The interview finishes on a slightly sinister note with a question about the future – Cox’s future, that is.

“I don’t know actually, it’s a good question. I don’t know. I like learning curves. I was a musician for a while, then I did physics, physics research, I love teaching, that’s a big learning curve.”

[Nice one Brian, nice and mathematical. Except that the thing about learning curves is that they’re flat at the top. They’re not going anywhere.]

Then, to the question: “Isn’t TV a huge learning curve?” he replies:

“Ye-es. But I’ve done that quite a long time now, 10 years really. So, I never quite know, really. I’m always on the lookout for something else to learn about, someone else to do or run.” He pauses, and laughs. “Or something.”

Seems Bri is looking for an opening more suitable to his talents than sweeping up the bosons on the floor at CERN. Running someone, or something. What about Prime Minister Bri? Or Leader of the Opposition? No; not opposition. That wouldn’t be your style. What about just … Leader?

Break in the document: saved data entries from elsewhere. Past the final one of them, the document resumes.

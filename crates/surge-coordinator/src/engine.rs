//! Coordinator engine - the single writer of registry and snapshot state
//!
//! Connection tasks, the ramp timer and the re-aggregation timer all feed one
//! task. Every registry and snapshot mutation happens inside it, in event
//! arrival order, so no two handlers ever race on shared state.
//!
//! Loop per event:
//! 1. Connected     → admit, send `register`
//! 2. Message       → parse, record report, re-aggregate, emit record
//! 3. Disconnected  → remove node, forget its pass-through figures
//! 4. Step timer    → evaluate the due ramp step, ship directives
//! 5. Aggregate tick → re-aggregate so silent nodes age out

use std::future::Future;
use std::time::Duration;

use chrono::Utc;
use tokio::sync::{mpsc, oneshot};
use tokio::time::{Instant, MissedTickBehavior};
use tracing::{debug, info, warn};

use surge_core::{Inbound, NodeId, Outbound, ReportRecord, SurgeError, TelemetryReport};

use crate::aggregator::{AggregateOutcome, MetricsAggregator};
use crate::config::CoordinatorConfig;
use crate::registry::{DirectiveSink, NodeRegistry};
use crate::scheduler::{RampScheduler, Tick};
use crate::view::{MetricsView, SchedulerStatus};

/// Events delivered to the engine by connection tasks
pub enum EngineEvent {
    /// New connection; the engine replies with the allocated id
    Connected {
        sink: Box<dyn DirectiveSink>,
        reply: oneshot::Sender<NodeId>,
    },
    /// One raw protocol line from a node
    Message { node: NodeId, line: String },
    /// A line from a node exceeded the length limit and was skipped
    Oversized { node: NodeId },
    /// Connection closed
    Disconnected { node: NodeId },
}

impl std::fmt::Debug for EngineEvent {
    fn fmt(&self, f: &mut std::fmt::Formatter<'_>) -> std::fmt::Result {
        match self {
            EngineEvent::Connected { .. } => f.write_str("Connected"),
            EngineEvent::Message { node, line } => {
                write!(f, "Message {{ node: {node}, len: {} }}", line.len())
            }
            EngineEvent::Oversized { node } => write!(f, "Oversized {{ node: {node} }}"),
            EngineEvent::Disconnected { node } => write!(f, "Disconnected {{ node: {node} }}"),
        }
    }
}

/// Engine counters
#[derive(Clone, Debug, Default, PartialEq, Eq)]
pub struct EngineStats {
    pub admitted: u64,
    pub disconnected: u64,
    pub reports_accepted: u64,
    pub reports_dropped: u64,
    pub malformed: u64,
    pub ignored: u64,
    pub directives_sent: u64,
    pub send_failures: u64,
    pub steps_shipped: u64,
    pub stalls: u64,
}

/// Coordinator engine
pub struct Engine {
    config: CoordinatorConfig,
    registry: NodeRegistry,
    scheduler: RampScheduler,
    aggregator: MetricsAggregator,
    view: MetricsView,
    /// Row sink for accepted reports
    records: Option<mpsc::UnboundedSender<ReportRecord>>,
    /// Step currently held for lack of nodes
    stalled_step: Option<usize>,
    stats: EngineStats,
}

impl Engine {
    pub fn new(config: CoordinatorConfig, view: MetricsView) -> Self {
        let scheduler = RampScheduler::new(config.ramp.clone(), config.empty_backoff);
        let aggregator = MetricsAggregator::new(config.stale_threshold);
        let engine = Engine {
            config,
            registry: NodeRegistry::new(),
            scheduler,
            aggregator,
            view,
            records: None,
            stalled_step: None,
            stats: EngineStats::default(),
        };
        engine.publish_scheduler();
        engine
    }

    /// Publish every accepted report on `records`
    pub fn with_records(mut self, records: mpsc::UnboundedSender<ReportRecord>) -> Self {
        self.records = Some(records);
        self
    }

    pub fn registry(&self) -> &NodeRegistry {
        &self.registry
    }

    pub fn scheduler(&self) -> &RampScheduler {
        &self.scheduler
    }

    pub fn aggregator(&self) -> &MetricsAggregator {
        &self.aggregator
    }

    pub fn stats(&self) -> &EngineStats {
        &self.stats
    }

    /// Admit a connection and greet it with its id
    pub fn handle_connect(&mut self, sink: Box<dyn DirectiveSink>, now: Instant) -> NodeId {
        let id = self.registry.admit(sink, now);
        self.stats.admitted += 1;
        info!(node = %id, nodes = self.registry.len(), "node admitted");

        if self.send(id, Outbound::Register { node_id: id }).is_err() {
            self.drop_node(id);
        }
        self.publish_scheduler();
        id
    }

    /// Handle one raw line from a node
    pub fn handle_message(&mut self, node: NodeId, line: &str, now: Instant) {
        let metrics = match Inbound::parse(line) {
            Ok(Inbound::Report { metrics }) => metrics,
            Ok(Inbound::Unknown) => {
                self.stats.ignored += 1;
                debug!(node = %node, "ignoring unrecognized message type");
                return;
            }
            Err(e) => {
                self.stats.malformed += 1;
                warn!(node = %node, error = %e, "discarding malformed message");
                return;
            }
        };

        let report = TelemetryReport::from_value(&metrics);
        if !self.registry.record_report(node, metrics, now) {
            self.stats.reports_dropped += 1;
            debug!(node = %node, "report from unknown node dropped");
            return;
        }
        self.stats.reports_accepted += 1;

        self.aggregator.record_resources(node, &report);
        self.emit_record(node, report);
        self.aggregate(now);
    }

    /// Count a line the transport dropped for exceeding the length limit
    pub fn handle_oversized(&mut self, node: NodeId) {
        self.stats.malformed += 1;
        warn!(
            node = %node,
            limit = self.config.max_line_length,
            "discarding oversized message"
        );
    }

    /// Handle a closed connection. Repeated calls are harmless.
    pub fn handle_disconnect(&mut self, node: NodeId) {
        if self.registry.remove(node) {
            self.stats.disconnected += 1;
            info!(node = %node, nodes = self.registry.len(), "node disconnected");
        }
        self.aggregator.forget(node);
        self.view.publish_nodes(self.aggregator.resources());
        self.publish_scheduler();
    }

    /// Evaluate the due ramp step. Returns the delay until the next
    /// evaluation, or `None` once the ramp is finished.
    pub fn handle_step(&mut self) -> Option<Duration> {
        let nodes = self.registry.ids();
        let next = match self.scheduler.on_tick(&nodes) {
            Tick::Ship {
                step,
                total,
                assignments,
                next,
            } => {
                self.stalled_step = None;
                self.stats.steps_shipped += 1;
                info!(step, total, nodes = assignments.len(), "shipping ramp step");

                let mut failed = Vec::new();
                for (node, clients) in assignments {
                    debug!(node = %node, step, clients, "ramp directive");
                    if self.send(node, Outbound::ramp(clients, step)).is_err() {
                        failed.push(node);
                    }
                }
                for node in failed {
                    self.drop_node(node);
                }

                if next.is_none() {
                    info!(steps = self.scheduler.plan().len(), "ramp complete");
                }
                next
            }
            Tick::Stall { step, retry } => {
                self.stats.stalls += 1;
                if self.stalled_step != Some(step) {
                    info!(step, "no nodes connected, holding ramp step");
                    self.stalled_step = Some(step);
                }
                Some(retry)
            }
            Tick::Done => None,
        };
        self.publish_scheduler();
        next
    }

    /// Periodic re-aggregation
    pub fn handle_aggregate(&mut self, now: Instant) {
        self.aggregate(now);
    }

    /// Drive the engine until every event sender is gone or `shutdown`
    /// resolves.
    pub async fn run<F>(
        mut self,
        mut events: mpsc::Receiver<EngineEvent>,
        shutdown: F,
    ) -> EngineStats
    where
        F: Future<Output = ()>,
    {
        tokio::pin!(shutdown);

        let mut step_deadline = if self.scheduler.is_done() {
            None
        } else {
            Some(Instant::now() + self.config.start_delay)
        };

        let mut aggregate_tick = tokio::time::interval(self.config.aggregate_interval);
        aggregate_tick.set_missed_tick_behavior(MissedTickBehavior::Delay);

        info!(
            steps = self.scheduler.plan().len(),
            interval = ?self.scheduler.plan().interval,
            "coordinator engine started"
        );

        loop {
            tokio::select! {
                event = events.recv() => {
                    let Some(event) = event else {
                        debug!("event channel closed");
                        break;
                    };
                    self.dispatch(event);
                }
                _ = sleep_until_opt(step_deadline) => {
                    step_deadline = self.handle_step().map(|delay| Instant::now() + delay);
                }
                _ = aggregate_tick.tick() => {
                    self.handle_aggregate(Instant::now());
                }
                _ = &mut shutdown => {
                    info!("coordinator engine shutting down");
                    break;
                }
            }
        }

        self.stats
    }

    fn dispatch(&mut self, event: EngineEvent) {
        match event {
            EngineEvent::Connected { sink, reply } => {
                let id = self.handle_connect(sink, Instant::now());
                if reply.send(id).is_err() {
                    // Connection task is gone already
                    self.handle_disconnect(id);
                }
            }
            EngineEvent::Message { node, line } => {
                self.handle_message(node, &line, Instant::now())
            }
            EngineEvent::Oversized { node } => self.handle_oversized(node),
            EngineEvent::Disconnected { node } => self.handle_disconnect(node),
        }
    }

    fn send(&mut self, node: NodeId, message: Outbound) -> Result<(), SurgeError> {
        match self.registry.send(node, message) {
            Ok(()) => {
                self.stats.directives_sent += 1;
                Ok(())
            }
            Err(e) => {
                self.stats.send_failures += 1;
                debug!(node = %node, error = %e, "send failed");
                Err(e)
            }
        }
    }

    /// A failed send counts as a disconnect
    fn drop_node(&mut self, node: NodeId) {
        info!(node = %node, "connection closed under send, removing node");
        self.handle_disconnect(node);
    }

    fn aggregate(&mut self, now: Instant) {
        let outcome = self.aggregator.aggregate(&self.registry, now);
        if let AggregateOutcome::Updated { active_nodes } = outcome {
            let snapshot = self.aggregator.snapshot();
            debug!(
                active_nodes,
                total_clients = snapshot.total_clients,
                drop_rate = snapshot.drop_rate,
                "cluster snapshot updated"
            );
            self.view.publish_cluster(snapshot);
        }
        self.view.publish_nodes(self.aggregator.resources());
    }

    fn emit_record(&mut self, node: NodeId, report: TelemetryReport) {
        let Some(records) = &self.records else {
            return;
        };
        let record = ReportRecord {
            timestamp: Utc::now(),
            label: self.config.label.clone(),
            step: self.scheduler.current_step().map(|s| s as u64),
            node_id: node,
            report,
        };
        if records.send(record).is_err() {
            warn!("report sink closed, no longer recording reports");
            self.records = None;
        }
    }

    fn publish_scheduler(&self) {
        self.view.publish_scheduler(SchedulerStatus {
            state: self.scheduler.state(),
            current_step: self.scheduler.current_step(),
            total_steps: self.scheduler.plan().len(),
            connected_nodes: self.registry.len(),
        });
    }
}

async fn sleep_until_opt(deadline: Option<Instant>) {
    match deadline {
        Some(deadline) => tokio::time::sleep_until(deadline).await,
        None => std::future::pending().await,
    }
}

Brian of Britain. Has a nice ring to it.


  1. I watched the programme and the thought came to me. If the percentage of CO2 is rising could it be because the percentage of oxygen is falling due to the massive felling of forests in Canada, Indonesia and Brazil? Felling trees for wood chips already an economic disaster is also and ecological disaster.


  2. I dont get that BBC TV here in Spain. Mr. Elliot: CO2 concentration is rising because we burn fossil fuels. Some of the CO2 is absorbed by the ocean, some goes into making plants (which release oxygen and keep the carbon), some is removed by chemical reactions, and some stays in the air.

    As regards icebergs, i suggest answers you can use in a multiple choice questionnaire:

    1. Because they are full of air bubbles
    2. Because they are hollow
    3. Because they sit on the sea floor
    4. Because they are mostly frozen fresh water


  3. I should have explained exactly what Cox gets wrong, since the interviewer didn’t spot it, despite her straight As in science GCSEs. She says:

    Cox thinks other civilisations [in the universe] are a logical inevitability – “The universe is probably infinite, so they’re going to have to [exist]. Given that we evolved, and we are consistent with the laws of nature, then it becomes a game of chance, and no matter how small the chances are, if the universe is formally infinite, then there will be an infinite number of civilisations.”

    For Cox, the universe goes from being “probably infinite” to “formally infinite” in the next sentence, and this is given as the reason for there being an infinite number of civilisations.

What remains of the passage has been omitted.